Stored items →
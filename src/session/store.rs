//! Session persistence backends.
//!
//! # Responsibilities
//! - Persist opaque session records keyed by token
//! - Hide expired records from lookups
//! - Sweep expired records on demand
//!
//! Same-token concurrent writes are last-write-wins.

use std::collections::HashMap;
use std::sync::Arc;

use async_trait::async_trait;
use dashmap::DashMap;
use time::OffsetDateTime;

/// Key/value payload carried by a session.
pub type SessionData = HashMap<String, serde_json::Value>;

/// A persisted session, as seen by a store.
#[derive(Debug, Clone, PartialEq)]
pub struct SessionRecord {
    pub data: SessionData,
    pub expiry: OffsetDateTime,
}

impl SessionRecord {
    /// Whether the record is past its expiry.
    pub fn is_expired(&self) -> bool {
        self.expiry <= OffsetDateTime::now_utc()
    }
}

/// Errors raised by session persistence.
#[derive(Debug, thiserror::Error)]
pub enum SessionStoreError {
    /// The backend could not serve the request.
    #[error("session backend failure: {0:#}")]
    Backend(#[from] anyhow::Error),

    /// A session value could not be encoded.
    #[error("failed to encode session value: {0}")]
    Encode(#[from] serde_json::Error),

    /// The session cookie could not be rendered as a header.
    #[error("invalid session cookie header: {0}")]
    Cookie(#[from] axum::http::header::InvalidHeaderValue),
}

/// Pluggable persistence for session records.
#[async_trait]
pub trait SessionStore: Send + Sync + 'static {
    /// Look up a live record. Expired or unknown tokens yield `None`.
    async fn find(&self, token: &str) -> Result<Option<SessionRecord>, SessionStoreError>;

    /// Insert or overwrite the record stored under `token`.
    async fn commit(&self, token: &str, record: SessionRecord) -> Result<(), SessionStoreError>;

    /// Remove the record stored under `token`. Unknown tokens are not an error.
    async fn delete(&self, token: &str) -> Result<(), SessionStoreError>;

    /// Remove every expired record, returning how many were dropped.
    async fn delete_expired(&self) -> Result<usize, SessionStoreError>;
}

/// In-process session store.
///
/// Records live in a sharded concurrent map, so requests on unrelated
/// tokens never wait on each other. Nothing survives a restart.
#[derive(Clone, Default)]
pub struct MemoryStore {
    inner: Arc<DashMap<String, SessionRecord>>,
}

impl MemoryStore {
    pub fn new() -> Self {
        Self::default()
    }

    /// Number of records currently held, expired or not.
    pub fn len(&self) -> usize {
        self.inner.len()
    }

    pub fn is_empty(&self) -> bool {
        self.inner.is_empty()
    }
}

impl std::fmt::Debug for MemoryStore {
    fn fmt(&self, f: &mut std::fmt::Formatter<'_>) -> std::fmt::Result {
        f.debug_struct("MemoryStore")
            .field("records", &self.inner.len())
            .finish()
    }
}

#[async_trait]
impl SessionStore for MemoryStore {
    async fn find(&self, token: &str) -> Result<Option<SessionRecord>, SessionStoreError> {
        // Clone out before touching the map again: holding a shard guard
        // across `remove_if` would deadlock.
        let record = self.inner.get(token).map(|r| r.value().clone());
        match record {
            Some(record) if record.is_expired() => {
                self.inner.remove_if(token, |_, r| r.is_expired());
                Ok(None)
            }
            other => Ok(other),
        }
    }

    async fn commit(&self, token: &str, record: SessionRecord) -> Result<(), SessionStoreError> {
        self.inner.insert(token.to_string(), record);
        Ok(())
    }

    async fn delete(&self, token: &str) -> Result<(), SessionStoreError> {
        self.inner.remove(token);
        Ok(())
    }

    async fn delete_expired(&self) -> Result<usize, SessionStoreError> {
        let now = OffsetDateTime::now_utc();
        let mut removed = 0;
        self.inner.retain(|_, record| {
            let keep = record.expiry > now;
            if !keep {
                removed += 1;
            }
            keep
        });
        Ok(removed)
    }
}
//! Snippetbox server.
//!
//! # Architecture Overview
//!
//! ```text
//!   Client ──▶ net (bind / TLS) ──▶ http::server ──▶ standard chain
//!                                                    Recover
//!                                                    RequestLog
//!                                                    CommonHeaders
//!                                                        │
//!                                                        ▼
//!                                                 routing::Router
//!                                           ┌────────────┼─────────────┐
//!                                        /static      /ping        dynamic chain
//!                                                                  LoadAndSave
//!                                                                  CsrfGuard
//!                                                                  Authenticate
//!                                                                  [RequireGuest |
//!                                                                   RequireAuthentication]
//!                                                                      │
//!                                                                      ▼
//!                                                                   handlers
//! ```

use std::sync::Arc;

use clap::Parser;

use snippetbox::config::Cli;
use snippetbox::lifecycle::{spawn_signal_listener, Shutdown};
use snippetbox::net::{listener, tls};
use snippetbox::observability::{logging, metrics};
use snippetbox::session::cleanup::spawn_cleanup;
use snippetbox::{AppState, HttpServer};

#[tokio::main]
async fn main() -> anyhow::Result<()> {
    let config = Cli::parse().into_config()?;

    logging::init_tracing(&config.observability.log_level);
    tracing::info!("snippetbox v{} starting", env!("CARGO_PKG_VERSION"));
    tracing::info!(
        address = %config.listener.address,
        session_lifetime = ?config.session.lifetime,
        tls = config.listener.tls.is_some(),
        "Configuration loaded"
    );

    if config.observability.metrics_enabled {
        match config.observability.metrics_address.parse() {
            Ok(addr) => metrics::init_metrics(addr),
            Err(_) => tracing::error!(
                metrics_address = %config.observability.metrics_address,
                "Failed to parse metrics address"
            ),
        }
    }

    let addr = listener::parse_address(&config.listener.address)?;
    let tls_config = config.listener.tls.clone();
    let cleanup_interval = config.session.cleanup_interval;

    let state = Arc::new(AppState::in_memory(config)?);
    let shutdown = Shutdown::new();
    spawn_signal_listener(shutdown.clone());
    let sweeper = spawn_cleanup(
        Arc::clone(state.sessions.store()),
        cleanup_interval,
        shutdown.subscribe(),
    );

    let server = HttpServer::new(state);
    match tls_config {
        Some(tls_config) => {
            let rustls = tls::load_tls_config(&tls_config).await?;
            server.run_tls(addr, rustls, shutdown.subscribe()).await?;
        }
        None => {
            let listener = listener::bind(addr).await?;
            server.run(listener, shutdown.subscribe()).await?;
        }
    }

    // The server can also stop on its own (e.g. accept failure).
    shutdown.trigger();
    let _ = sweeper.await;

    tracing::info!("Shutdown complete");
    Ok(())
}
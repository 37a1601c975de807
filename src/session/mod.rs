//! Session subsystem.
//!
//! # Data Flow
//! ```text
//! Request with Cookie: session=<token>
//!     → manager.rs load (store lookup, or fresh session)
//!     → state.rs Session handle attached to the request context
//!     → downstream stages read / mutate / rotate / destroy
//!     → manager.rs save (commit, retire rotated tokens, Set-Cookie)
//!
//! Background:
//!     cleanup.rs sweeps expired records every `cleanup_interval`
//! ```
//!
//! Tokens are 256-bit CSPRNG values. Records are only written when
//! something changed during the request.

pub mod cleanup;
pub mod manager;
pub mod middleware;
pub mod state;
pub mod store;
pub mod token;

pub use manager::SessionManager;
pub use middleware::LoadAndSave;
pub use state::{Session, SessionStatus};
pub use store::{MemoryStore, SessionData, SessionRecord, SessionStore, SessionStoreError};

/// Session key holding the logged-in user's ID.
pub const AUTHENTICATED_USER_ID: &str = "authenticatedUserID";

/// Session key holding a one-time message for the next page.
pub const FLASH: &str = "flash";

/// Session key holding where to go after logging in.
pub const REDIRECT_AFTER_LOGIN: &str = "redirectPathAfterLogin";
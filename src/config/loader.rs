//! Configuration loading from disk.

use std::fs;
use std::path::Path;

use crate::config::schema::AppConfig;
use crate::config::validation::{validate_config, ValidationError};

/// Error type for configuration loading.
#[derive(Debug, thiserror::Error)]
pub enum ConfigError {
    #[error("IO error: {0}")]
    Io(#[from] std::io::Error),

    #[error("Parse error: {0}")]
    Parse(#[from] toml::de::Error),

    #[error("Validation failed: {}", join(.0))]
    Validation(Vec<ValidationError>),
}

fn join(errors: &[ValidationError]) -> String {
    errors
        .iter()
        .map(ToString::to_string)
        .collect::<Vec<_>>()
        .join(", ")
}

/// Parse a TOML file without validating it.
///
/// Callers that layer overrides on top validate once they are done.
pub fn read_config(path: &Path) -> Result<AppConfig, ConfigError> {
    let content = fs::read_to_string(path)?;
    Ok(toml::from_str(&content)?)
}

/// Load and validate configuration from a TOML file.
pub fn load_config(path: &Path) -> Result<AppConfig, ConfigError> {
    let config = read_config(path)?;
    validate_config(&config).map_err(ConfigError::Validation)?;
    Ok(config)
}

What this task involves → From the line holding "loading from disk." to the final line of the data, output each line exactly and nothing more.

Your response →
//! Configuration loading from disk.

use std::fs;
use std::path::Path;

use crate::config::schema::AppConfig;
use crate::config::validation::{validate_config, ValidationError};

/// Error type for configuration loading.
#[derive(Debug, thiserror::Error)]
pub enum ConfigError {
    #[error("IO error: {0}")]
    Io(#[from] std::io::Error),

    #[error("Parse error: {0}")]
    Parse(#[from] toml::de::Error),

    #[error("Validation failed: {}", join(.0))]
    Validation(Vec<ValidationError>),
}

fn join(errors: &[ValidationError]) -> String {
    errors
        .iter()
        .map(ToString::to_string)
        .collect::<Vec<_>>()
        .join(", ")
}

/// Parse a TOML file without validating it.
///
/// Callers that layer overrides on top validate once they are done.
pub fn read_config(path: &Path) -> Result<AppConfig, ConfigError> {
    let content = fs::read_to_string(path)?;
    Ok(toml::from_str(&content)?)
}

/// Load and validate configuration from a TOML file.
pub fn load_config(path: &Path) -> Result<AppConfig, ConfigError> {
    let config = read_config(path)?;
    validate_config(&config).map_err(ConfigError::Validation)?;
    Ok(config)
}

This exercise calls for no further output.